In any of the above embodiments, said process further comprises at least one mixing step, wherein said at least one mixing step is selected from those known to a person of ordinary skill in the art. In yet a further preferred embodiment, said at least one mixing step comprises sonic-mixing.
In one embodiment, the high efficiency soaker (HES) is a soaking drum, where sufficient residence time is provided to crack a heated heavy residue fraction stream (feed) to a desired conversion while enhancing selectivity towards more valuable distillate products, and reduced asphaltenes content from the upgraded oil. After being processed through a feed heater the hot heavy residue fraction stream is introduced into the HES preferably via a distributor proximate the top section of the drum and the hot heavy residue fraction stream flows downward towards the lower section of the drum for further cracking. The HES reaction section preferably allows for plug-type flow. In one embodiment the HES reaction section comprises trays resulting in plug-type flow, preferably avoiding back-mixing and bypassing. These trays are preferably perforated sieve trays, but other type of trays known to a person of ordinary skill in the art, such as but not limited to, shed trays, random (e.g. Berl saddles or Raschig Rings) or structured packings, may also be used. The number of trays or the height of packing is a function of the desired conversion. As the reacting hot heavy residue fraction is exposed to increased residence time, the conversion to lighter hydrocarbon fractions also increases. Steam, preferably in the range of 0.01 to 0.10 w/w of feed, is introduced, preferably injected into the drum, preferably via a distributor proximate the bottom thereof, more preferably located below the bottom tray, flowing upward and counter-current to the reacting heavy residue fraction. To avoid quenching of the reaction and/or foaming inside the HES, the injected steam is preferably superheated to the same or higher temperature as the reacting hot heavy residue fraction. The injected steam further reduces the partial pressure of the hydrocarbons present, promoting disengagement, preferably fast disengagement of the lighter hydrocarbon fractions from the reacting hot heavy residue fraction, helping to recover these lighter hydrocarbon fractions from the bottom heavy cracked stream. Another advantage of the injected steam is the reduction of the residence time to which the lighter distillate fractions are exposed to cracking conditions.
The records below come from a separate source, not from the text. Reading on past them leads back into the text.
//! Coordinate-to-index mapping and neighbour resolution.
//!
//! Everything here is pure arithmetic on `(row, col)` pairs. Rows index the
//! `height` axis and columns the `width` axis; storage is row-major.

use crate::error::GridError;
use smallvec::SmallVec;
use std::fmt;
use std::str::FromStr;

/// How a grid treats neighbours that fall outside its bounds.
#[derive(Clone, Copy, Debug, PartialEq, Eq, Hash)]
pub enum Topology {
    /// Out-of-range neighbours are omitted (fewer neighbours at edges).
    Raw,
    /// Out-of-range neighbours wrap to the opposite side (periodic).
    Torus,
}

impl Topology {
    /// Canonical lowercase name, as accepted by [`FromStr`].
    pub fn as_str(self) -> &'static str {
        match self {
            Self::Raw => "raw",
            Self::Torus => "torus",
        }
    }
}

impl fmt::Display for Topology {
    fn fmt(&self, f: &mut fmt::Formatter<'_>) -> fmt::Result {
        f.write_str(self.as_str())
    }
}

impl FromStr for Topology {
    type Err = GridError;

    /// Parse `raw` or `torus`, case-insensitively.
    ///
    /// Any other name is rejected rather than falling back to `Raw`.
    fn from_str(s: &str) -> Result<Self, Self::Err> {
        match s.trim().to_ascii_lowercase().as_str() {
            "raw" => Ok(Self::Raw),
            "torus" => Ok(Self::Torus),
            _ => Err(GridError::UnsupportedTopology { name: s.to_string() }),
        }
    }
}

/// Offsets of the four axis-aligned neighbours, in subscription order:
/// up, down, left, right.
pub const OFFSETS: [(i64, i64); 4] = [(-1, 0), (1, 0), (0, -1), (0, 1)];

/// Row-major linear index of `(row, col)`.
pub fn cell_index(row: usize, col: usize, width: usize) -> usize {
    col + row * width
}

/// Inverse of [`cell_index`]: `(row, col)` of a linear index.
pub fn coords(index: usize, width: usize) -> (usize, usize) {
    (index / width, index % width)
}

/// Resolve one axis value under `topology`.
///
/// In-range values pass through. Out-of-range values resolve to `None`
/// for [`Topology::Raw`] and wrap with `((v % len) + len) % len` for
/// [`Topology::Torus`]. Signed 64-bit arithmetic keeps negative offsets
/// exact for any axis length that fits in `i64`.
pub fn resolve_axis(value: i64, len: usize, topology: Topology) -> Option<usize> {
    let n = i64::try_from(len).ok().filter(|&n| n > 0)?;
    if (0..n).contains(&value) {
        return Some(value as usize);
    }
    match topology {
        Topology::Raw => None,
        Topology::Torus => Some((((value % n) + n) % n) as usize),
    }
}

/// Resolve a possibly out-of-range `(row, col)` to a linear index.
pub fn resolve(
    row: i64,
    col: i64,
    width: usize,
    height: usize,
    topology: Topology,
) -> Option<usize> {
    let r = resolve_axis(row, height, topology)?;
    let c = resolve_axis(col, width, topology)?;
    Some(cell_index(r, c, width))
}

/// Linear indices of the 4-connected neighbours of `(row, col)`, in
/// [`OFFSETS`] order. Absent neighbours are skipped.
pub fn neighbor_indices(
    row: usize,
    col: usize,
    width: usize,
    height: usize,
    topology: Topology,
) -> SmallVec<[usize; 4]> {
    let (r, c) = (row as i64, col as i64);
    OFFSETS
        .iter()
        .filter_map(|&(dr, dc)| resolve(r + dr, c + dc, width, height, topology))
        .collect()
}

/// How many neighbours a cell at `(row, col)` gets under `topology`.
pub fn expected_degree(
    row: usize,
    col: usize,
    width: usize,
    height: usize,
    topology: Topology,
) -> usize {
    match topology {
        Topology::Torus => 4,
        Topology::Raw => {
            let vertical = usize::from(row > 0) + usize::from(row + 1 < height);
            let horizontal = usize::from(col > 0) + usize::from(col + 1 < width);
            vertical + horizontal
        }
    }
}

#[cfg(test)]
mod tests {
    use super::*;
    use proptest::prelude::*;

    #[test]
    fn index_is_row_major() {
        assert_eq!(cell_index(0, 0, 5), 0);
        assert_eq!(cell_index(0, 4, 5), 4);
        assert_eq!(cell_index(2, 3, 5), 13);
        assert_eq!(coords(13, 5), (2, 3));
    }

    #[test]
    fn resolve_axis_in_bounds() {
        assert_eq!(resolve_axis(2, 5, Topology::Raw), Some(2));
        assert_eq!(resolve_axis(0, 5, Topology::Torus), Some(0));
    }

    #[test]
    fn resolve_axis_raw_out_of_bounds() {
        assert_eq!(resolve_axis(-1, 5, Topology::Raw), None);
        assert_eq!(resolve_axis(5, 5, Topology::Raw), None);
    }

    #[test]
    fn resolve_axis_torus() {
        assert_eq!(resolve_axis(-1, 5, Topology::Torus), Some(4));
        assert_eq!(resolve_axis(5, 5, Topology::Torus), Some(0));
        assert_eq!(resolve_axis(7, 5, Topology::Torus), Some(2));
        assert_eq!(resolve_axis(-6, 5, Topology::Torus), Some(4));
        assert_eq!(resolve_axis(-1, 1, Topology::Torus), Some(0));
    }

    #[test]
    fn resolve_axis_zero_length() {
        assert_eq!(resolve_axis(0, 0, Topology::Torus), None);
    }

    #[test]
    fn neighbors_center_raw() {
        let n = neighbor_indices(1, 1, 3, 3, Topology::Raw);
        // up (0,1)=1, down (2,1)=7, left (1,0)=3, right (1,2)=5
        assert_eq!(n.as_slice(), &[1, 7, 3, 5]);
    }

    #[test]
    fn neighbors_corner_raw() {
        let n = neighbor_indices(0, 0, 3, 3, Topology::Raw);
        assert_eq!(n.as_slice(), &[3, 1]);
    }

    #[test]
    fn neighbors_corner_torus() {
        let n = neighbor_indices(0, 0, 3, 3, Topology::Torus);
        // up wraps to (2,0)=6, down (1,0)=3, left wraps to (0,2)=2, right (0,1)=1
        assert_eq!(n.as_slice(), &[6, 3, 2, 1]);
    }

    #[test]
    fn neighbors_asymmetric_torus() {
        // width 5, height 2: up and down both land on the other row.
        let n = neighbor_indices(0, 4, 5, 2, Topology::Torus);
        assert_eq!(n.as_slice(), &[9, 9, 3, 0]);
    }

    #[test]
    fn single_cell_torus_is_self_adjacent() {
        let n = neighbor_indices(0, 0, 1, 1, Topology::Torus);
        assert_eq!(n.as_slice(), &[0, 0, 0, 0]);
        assert!(neighbor_indices(0, 0, 1, 1, Topology::Raw).is_empty());
    }

    #[test]
    fn parse_names() {
        assert_eq!("raw".parse::<Topology>(), Ok(Topology::Raw));
        assert_eq!(" Torus ".parse::<Topology>(), Ok(Topology::Torus));
        assert_eq!(Topology::Torus.to_string(), "torus");
    }

    #[test]
    fn parse_unknown_is_topology_error() {
        assert_eq!(
            "klein".parse::<Topology>(),
            Err(GridError::UnsupportedTopology {
                name: "klein".into()
            })
        );
    }

    fn arb_topology() -> impl Strategy<Value = Topology> {
        prop_oneof![Just(Topology::Raw), Just(Topology::Torus)]
    }

    proptest! {
        #[test]
        fn index_round_trip(width in 1usize..64, height in 1usize..64, seed in any::<usize>()) {
            let index = seed % (width * height);
            let (r, c) = coords(index, width);
            prop_assert!(r < height && c < width);
            prop_assert_eq!(cell_index(r, c, width), index);
        }

        #[test]
        fn degree_matches_resolution(
            width in 1usize..12,
            height in 1usize..12,
            topology in arb_topology(),
            r in 0usize..12,
            c in 0usize..12,
        ) {
            let r = r % height;
            let c = c % width;
            let n = neighbor_indices(r, c, width, height, topology);
            prop_assert_eq!(n.len(), expected_degree(r, c, width, height, topology));
            prop_assert!(n.iter().all(|&i| i < width * height));
        }

        #[test]
        fn torus_wrap_is_periodic(value in -1000i64..1000, len in 1usize..50) {
            let a = resolve_axis(value, len, Topology::Torus);
            let b = resolve_axis(value + len as i64, len, Topology::Torus);
            prop_assert_eq!(a, b);
            prop_assert!(a.unwrap() < len);
        }
    }
}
When a catalyst is used, such as in a catalytic steam cracker, the steam also reacts to saturate olefins reducing olefins content in the top light cracked stream. The light hydrocarbons resulting from the reaction flow upward with the steam and exit at the top of the HES as a top light cracked stream, whereas the heavy unconverted hydrocarbons flow downwards resulting in a bottom heavy cracked stream and is sent for further treatment.
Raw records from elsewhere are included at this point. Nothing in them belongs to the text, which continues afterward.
//! Two-slot cell value with explicit stage / commit.

/// A cell's datum: the committed value plus an optional staged proposal.
///
/// [`get`](Value::get) always returns the committed value, never the staged
/// one. This is what makes a synchronous generation order-independent: no
/// behaviour can observe another cell's proposal before the commit pass.
///
/// # Examples
///
/// ```
/// use weft_core::Value;
///
/// let mut v = Value::new(1);
/// v.stage(2);
/// assert_eq!(v.get(), 1);
/// assert!(v.is_staged());
/// v.commit();
/// assert_eq!(v.get(), 2);
/// assert!(!v.is_staged());
/// ```
#[derive(Clone, Debug, Default, PartialEq, Eq)]
pub struct Value<T> {
    current: T,
    staged: Option<T>,
}

impl<T> Value<T> {
    /// Create a value with nothing staged.
    pub fn new(initial: T) -> Self {
        Self {
            current: initial,
            staged: None,
        }
    }

    /// Borrow the committed value.
    pub fn current(&self) -> &T {
        &self.current
    }

    /// Borrow the staged proposal, if any.
    pub fn staged(&self) -> Option<&T> {
        self.staged.as_ref()
    }

    /// Propose the next value. Replaces any earlier proposal.
    pub fn stage(&mut self, value: T) {
        self.staged = Some(value);
    }

    /// Apply the staged proposal.
    ///
    /// Returns `true` if a value was applied. With nothing staged this is a
    /// no-op returning `false`, which lets a behaviour skip a generation.
    pub fn commit(&mut self) -> bool {
        match self.staged.take() {
            Some(next) => {
                self.current = next;
                true
            }
            None => false,
        }
    }

    /// Whether a proposal is pending.
    pub fn is_staged(&self) -> bool {
        self.staged.is_some()
    }
}

impl<T: Clone> Value<T> {
    /// The committed value.
    pub fn get(&self) -> T {
        self.current.clone()
    }
}
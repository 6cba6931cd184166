//! Rules for Weft grids.
//!
//! - [`conway`]: Conway's Game of Life on the 4-connected neighbourhoods a
//!   [`Grid`](weft_grid::Grid) wires up.
//! - [`soup`]: deterministic random fills and pattern placement for seeding
//!   a grid before the first generation.

#![deny(missing_docs)]
#![deny(rustdoc::broken_intra_doc_links)]
#![forbid(unsafe_code)]

pub mod conway;
pub mod soup;

pub use conway::{conway_factory, CellState, Conway, Environment};
pub use soup::{place, SeedError, Soup, BLOCK};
Preferably said at least one distillate hydrocarbon fraction is treated to reduce olefins and di-olefins and optionally heteroatoms, wherein said treatment comprises hydrotreatment or olefins-aromatics alkylation. Preferably, said olefins-aromatics alkylation further comprises contacting the feed material with at least one catalyst. Preferably, said olefins-aromatics alkylation is carried out at a temperature of from about 50° C. to about 350° C., more preferably from about 150° C. to about 320° C. Preferably said olefins-aromatics alkylation is carried out at a pressure of from about atmospheric pressure to about 8000 kPa, more preferably said pressure is from about 2000 kPa to about 5000 kPa, most preferably said pressure is about 10% higher than vapour pressure of the distillate hydrocarbon fraction to be treated. Preferably said olefins-aromatics alkylation is carried out at a weight hourly space velocity (“WHSV”) of from about 0.1 h−1 to about 20 h−1, more preferably from about 0.5 h−1 to about 2 h−1.
Preferably, said at least one catalyst is an acid catalyst. Preferably said at least one acid catalyst is a heterogeneous catalyst. In one embodiment said heterogeneous catalyst is selected from the group consisting of amorphous silica-alumina, structured silica-alumina molecular sieves, MCM-41, crystalline silica-alumina zeolites, zeolites of the families MWW, BEA, MOR, MFI and FAU, solid phosphoric acid (SPA), aluminophosphase and silico-aluminophosphates, zeolites of the AEL family, heteropolyacids, acidic resins, acidified metals and mixtures thereof. The preference for a heterogeneous catalyst facilitates separation of the process liquid and catalyst. In accordance with the invention, said at least one acid catalyst should be selected so that it has sufficient acid strength to catalyze the olefins-aromatics alkylation reaction, as well as an acid strength distribution to retain sufficient activity in contact with a feed material that may contain basic compounds. Said at least one acid catalyst should further be selected so that the acid sites are accessible to large molecules, which is typical of the distillate hydrocarbon fraction. The operating temperature and catalyst acid strength distribution should be selected in combination to obtain the best compromise between the highest olefins-aromatics alkylation activity and least catalyst inhibition by compounds in the feed that are strongly adsorbing, or are basic in nature.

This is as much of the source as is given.